En 1939, il reçoit le Ruban bleu du record de la traversée de l’Atlantique Nord en hydravion, un exploit technique et humain majeur. Cette réussite coïncide avec une période où la guerre menace, limitant considérablement l’essor des vols commerciaux de grande distance.
Un pilote engagé jusqu’à son dernier vol en 1940
Recruté dans les réseaux d’Air France durant la Seconde Guerre mondiale, Guillaumet continue les missions, souvent sous surveillance étroite. Son dernier vol, en novembre 1940, à bord d’un quadrimoteur Farman vers Beyrouth, s’achève tragiquement lorsque l’appareil est abattu par un chasseur italien. Le message de détresse qu’il envoie à cette occasion — « Sommes mitraillés ! Avion en feu ! SOS ! » — témoigne de l’ultime appel au secours d’un homme qui a consacré sa vie au ciel.
Les écoles Henri Guillaumet : transmission d’un héritage
Plusieurs établissements scolaires en France portent aujourd’hui le nom d’Henri Guillaumet, notamment dans le quartier Montaudran à Toulouse. Cet hommage perpétue la mémoire d’un aviateur qui incarne à la fois l’esprit d’aventure et la rigueur professionnelle.
Ces écoles s’inscrivent aussi dans une démarche de transmission auprès des jeunes générations : celle de se projeter vers un avenir où la technologie et l’aviation durable se rapprochent du rêve humaniste que défendait Guillaumet.
Un modèle d’engagement dans la mobilité durable et l’innovation urbaine
Dans un monde où la mobilité se transforme, l’exemple d’Henri Guillaumet reste d’actualité.
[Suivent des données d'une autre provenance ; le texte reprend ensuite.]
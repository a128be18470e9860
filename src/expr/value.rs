//! Runtime values produced by expression evaluation.

use super::context::RuntimeContext;
use super::error::ExprError;
use crate::site::Entity;
use crate::xml::Element;
use chrono::{DateTime, FixedOffset};
use futures_util::future::BoxFuture;
use std::cmp::Ordering;
use std::fmt;
use std::sync::Arc;

/// A first-class callable value: `(context, args) -> value`.
///
/// Builtins and entity methods (such as a template's `compile`) are both
/// represented this way, which lets higher-order builtins pass behavior
/// as data.
pub type RuntimeMethod =
    Arc<dyn Fn(RuntimeContext, Vec<Value>) -> BoxFuture<'static, Result<Value, ExprError>> + Send + Sync>;

/// A string-keyed map preserving insertion order.
///
/// Registries and `groupBy` results must enumerate in encounter order, so
/// this sits on a `Vec` instead of a hash map; site-sized data makes the
/// linear lookup a non-issue.
#[derive(Debug, Clone, Default, PartialEq)]
pub struct ValueMap {
    entries: Vec<(String, Value)>,
}

impl ValueMap {
    pub fn new() -> Self {
        Self::default()
    }

    /// Insert a value, replacing (in place) any existing entry for the key.
    pub fn insert(&mut self, key: impl Into<String>, value: Value) {
        let key = key.into();
        if let Some(entry) = self.entries.iter_mut().find(|(k, _)| *k == key) {
            entry.1 = value;
        } else {
            self.entries.push((key, value));
        }
    }

    pub fn get(&self, key: &str) -> Option<&Value> {
        self.entries.iter().find(|(k, _)| k == key).map(|(_, v)| v)
    }

    pub fn iter(&self) -> impl Iterator<Item = (&str, &Value)> {
        self.entries.iter().map(|(k, v)| (k.as_str(), v))
    }

    pub fn values(&self) -> Vec<Value> {
        self.entries.iter().map(|(_, v)| v.clone()).collect()
    }

    pub fn len(&self) -> usize {
        self.entries.len()
    }

    pub fn is_empty(&self) -> bool {
        self.entries.is_empty()
    }
}

impl FromIterator<(String, Value)> for ValueMap {
    fn from_iter<T: IntoIterator<Item = (String, Value)>>(iter: T) -> Self {
        let mut map = ValueMap::new();
        for (k, v) in iter {
            map.insert(k, v);
        }
        map
    }
}

/// A runtime value.
#[derive(Clone)]
pub enum Value {
    Null,
    Bool(bool),
    Int(i64),
    Float(f64),
    Str(String),
    Date(DateTime<FixedOffset>),
    List(Arc<Vec<Value>>),
    Map(Arc<ValueMap>),
    /// A compiled XML fragment, spliced into trees as-is.
    Node(Arc<Element>),
    /// A reference into the site object model.
    Entity(Entity),
    Method(RuntimeMethod),
}

impl Value {
    pub fn list(items: Vec<Value>) -> Self {
        Value::List(Arc::new(items))
    }

    pub fn map(map: ValueMap) -> Self {
        Value::Map(Arc::new(map))
    }

    pub fn type_name(&self) -> &'static str {
        match self {
            Value::Null => "null",
            Value::Bool(_) => "bool",
            Value::Int(_) => "int",
            Value::Float(_) => "float",
            Value::Str(_) => "string",
            Value::Date(_) => "date",
            Value::List(_) => "list",
            Value::Map(_) => "map",
            Value::Node(_) => "node",
            Value::Entity(_) => "entity",
            Value::Method(_) => "method",
        }
    }

    /// Coerce into a sequence: lists yield their items, maps their value
    /// collection (in insertion order). Anything else is a type error.
    pub fn as_sequence(&self) -> Result<Vec<Value>, ExprError> {
        match self {
            Value::List(items) => Ok(items.as_ref().clone()),
            Value::Map(map) => Ok(map.values()),
            other => Err(ExprError::Type(format!(
                "expected a sequence, got {}",
                other.type_name()
            ))),
        }
    }

    pub fn as_method(&self) -> Result<RuntimeMethod, ExprError> {
        match self {
            Value::Method(m) => Ok(m.clone()),
            other => Err(ExprError::Type(format!(
                "expected a callable, got {}",
                other.type_name()
            ))),
        }
    }

    pub fn as_int(&self) -> Result<i64, ExprError> {
        match self {
            Value::Int(n) => Ok(*n),
            other => Err(ExprError::Type(format!(
                "expected an integer, got {}",
                other.type_name()
            ))),
        }
    }
}

impl fmt::Display for Value {
    fn fmt(&self, f: &mut fmt::Formatter<'_>) -> fmt::Result {
        match self {
            Value::Null => Ok(()),
            Value::Bool(b) => write!(f, "{b}"),
            Value::Int(n) => write!(f, "{n}"),
            Value::Float(x) => write!(f, "{x}"),
            Value::Str(s) => f.write_str(s),
            Value::Date(d) => f.write_str(&d.to_rfc3339()),
            Value::List(items) => {
                for item in items.iter() {
                    write!(f, "{item}")?;
                }
                Ok(())
            }
            Value::Map(map) => write!(f, "<map of {}>", map.len()),
            Value::Node(node) => match node.to_bytes() {
                Ok(bytes) => f.write_str(&String::from_utf8_lossy(&bytes)),
                Err(_) => write!(f, "<{}>", node.name),
            },
            Value::Entity(entity) => f.write_str(entity.name()),
            Value::Method(_) => f.write_str("<method>"),
        }
    }
}

impl fmt::Debug for Value {
    fn fmt(&self, f: &mut fmt::Formatter<'_>) -> fmt::Result {
        match self {
            Value::Str(s) => write!(f, "Str({s:?})"),
            Value::List(items) => f.debug_list().entries(items.iter()).finish(),
            Value::Method(_) => f.write_str("Method"),
            other => write!(f, "{}({})", other.type_name(), other),
        }
    }
}

impl PartialEq for Value {
    fn eq(&self, other: &Self) -> bool {
        match (self, other) {
            (Value::Null, Value::Null) => true,
            (Value::Bool(a), Value::Bool(b)) => a == b,
            (Value::Int(a), Value::Int(b)) => a == b,
            (Value::Float(a), Value::Float(b)) => a == b,
            (Value::Int(a), Value::Float(b)) | (Value::Float(b), Value::Int(a)) => {
                *a as f64 == *b
            }
            (Value::Str(a), Value::Str(b)) => a == b,
            (Value::Date(a), Value::Date(b)) => a == b,
            (Value::List(a), Value::List(b)) => a == b,
            (Value::Map(a), Value::Map(b)) => a == b,
            (Value::Node(a), Value::Node(b)) => a == b,
            (Value::Entity(a), Value::Entity(b)) => a.same_as(b),
            (Value::Method(a), Value::Method(b)) => Arc::ptr_eq(a, b),
            _ => false,
        }
    }
}

/// Order two values of compatible types; `None` when the types cannot be
/// compared (an `orderBy` key error).
pub fn partial_cmp(a: &Value, b: &Value) -> Option<Ordering> {
    match (a, b) {
        (Value::Int(a), Value::Int(b)) => Some(a.cmp(b)),
        (Value::Float(a), Value::Float(b)) => a.partial_cmp(b),
        (Value::Int(a), Value::Float(b)) => (*a as f64).partial_cmp(b),
        (Value::Float(a), Value::Int(b)) => a.partial_cmp(&(*b as f64)),
        (Value::Str(a), Value::Str(b)) => Some(a.cmp(b)),
        (Value::Date(a), Value::Date(b)) => Some(a.cmp(b)),
        (Value::Bool(a), Value::Bool(b)) => Some(a.cmp(b)),
        _ => None,
    }
}

impl From<&str> for Value {
    fn from(s: &str) -> Self {
        Value::Str(s.to_string())
    }
}

impl From<String> for Value {
    fn from(s: String) -> Self {
        Value::Str(s)
    }
}

impl From<i64> for Value {
    fn from(n: i64) -> Self {
        Value::Int(n)
    }
}

impl From<bool> for Value {
    fn from(b: bool) -> Self {
        Value::Bool(b)
    }
}

impl From<Vec<Value>> for Value {
    fn from(items: Vec<Value>) -> Self {
        Value::list(items)
    }
}

#[cfg(test)]
mod tests {
    use super::*;

    #[test]
    fn value_map_preserves_insertion_order() {
        let map: ValueMap = [("b", 2i64), ("a", 1), ("c", 3)]
            .into_iter()
            .map(|(k, v)| (k.to_string(), Value::from(v)))
            .collect();
        let keys: Vec<_> = map.iter().map(|(k, _)| k.to_string()).collect();
        assert_eq!(keys, ["b", "a", "c"]);
        assert_eq!(map.get("a"), Some(&Value::Int(1)));
    }

    #[test]
    fn map_unwraps_to_value_collection() {
        let map: ValueMap = [("x".to_string(), Value::from(1i64)), ("y".to_string(), Value::from(2i64))]
            .into_iter()
            .collect();
        let seq = Value::map(map).as_sequence().unwrap();
        assert_eq!(seq, vec![Value::Int(1), Value::Int(2)]);
    }

    #[test]
    fn scalars_are_not_sequences() {
        assert!(Value::Str("abc".into()).as_sequence().is_err());
    }

    #[test]
    fn cross_type_comparison_is_undefined() {
        assert!(partial_cmp(&Value::Int(1), &Value::Str("1".into())).is_none());
        assert_eq!(
            partial_cmp(&Value::Int(1), &Value::Float(1.5)),
            Some(Ordering::Less)
        );
    }
}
Il rappelle que chaque avancée technologique porte en elle une responsabilité humaine. La volonté de dépasser les limites et de relier les territoires doit s’accompagner d’une approche durable et inclusive, un défi que de nombreuses écoles et acteurs de la mobilité s’emploient à relever en 2026.
| Événement clé | Date | Détails |
|---|---|---|
| Naissance d’Henri Guillaumet | 29 mai 1902 | Bouy, près de Châlons-en-Champagne |
| Obtention du brevet de pilote militaire | 15 octobre 1921 | Nieuport 11, à 19 ans |
| Début chez Latécoère/Aéropostale | 13 février 1926 | Stage de mécanique puis ligne Toulouse-Barcelone |
| Accident dans les Andes et survie | 13 juin 1930 | Crash près de la Laguna Diamante, 5 jours de marche |
| Ruban bleu pour traversée Atlantique Nord | 14 juillet 1939 | Record en hydravion Latécoère 521 |
| Dernier vol et disparition | 27 novembre 1940 | Abattu au-dessus de la Méditerranée par un chasseur italien |
- Un parcours exceptionnel : plus de 8300 heures de vol enregistrées.
- Une légende vivante : héros de la survie et de la traversée aérienne.
- Un engagement profond : de la ligne Aéropostale aux services d’Air France pendant la guerre.
- Un modèle inspirant : une école pour la mobilité durable et la transition écologique.
Qu’a fait Henri Guillaumet pour devenir célèbre ?
Sa survie après un crash dans les Andes en 1930, une épreuve de plusieurs jours dans des conditions extrêmes, racontée par Antoine de Saint-Exupéry dans ‘Terre des Hommes’, a forgé sa renommée.
Quel rôle a joué Henri Guillaumet dans la Ligne Aéropostale ?
Il a été un pilote clé, réalisant près de 400 traversées de la Cordillère des Andes, contribuant à l’ouverture de lignes majeures entre la France et l’Amérique du Sud.
Comment s’est terminé le dernier vol d’Henri Guillaumet ?
Il a été abattu par un chasseur italien au-dessus de la Méditerranée en novembre 1940, lors d’un vol entre Marseille et Beyrouth.
Pourquoi y a-t-il des écoles nommées Henri Guillaumet ?
Ces écoles rendent hommage à son courage et son héritage, transmettant ses valeurs aux générations futures dans le cadre d’une mobilité durable et innovante.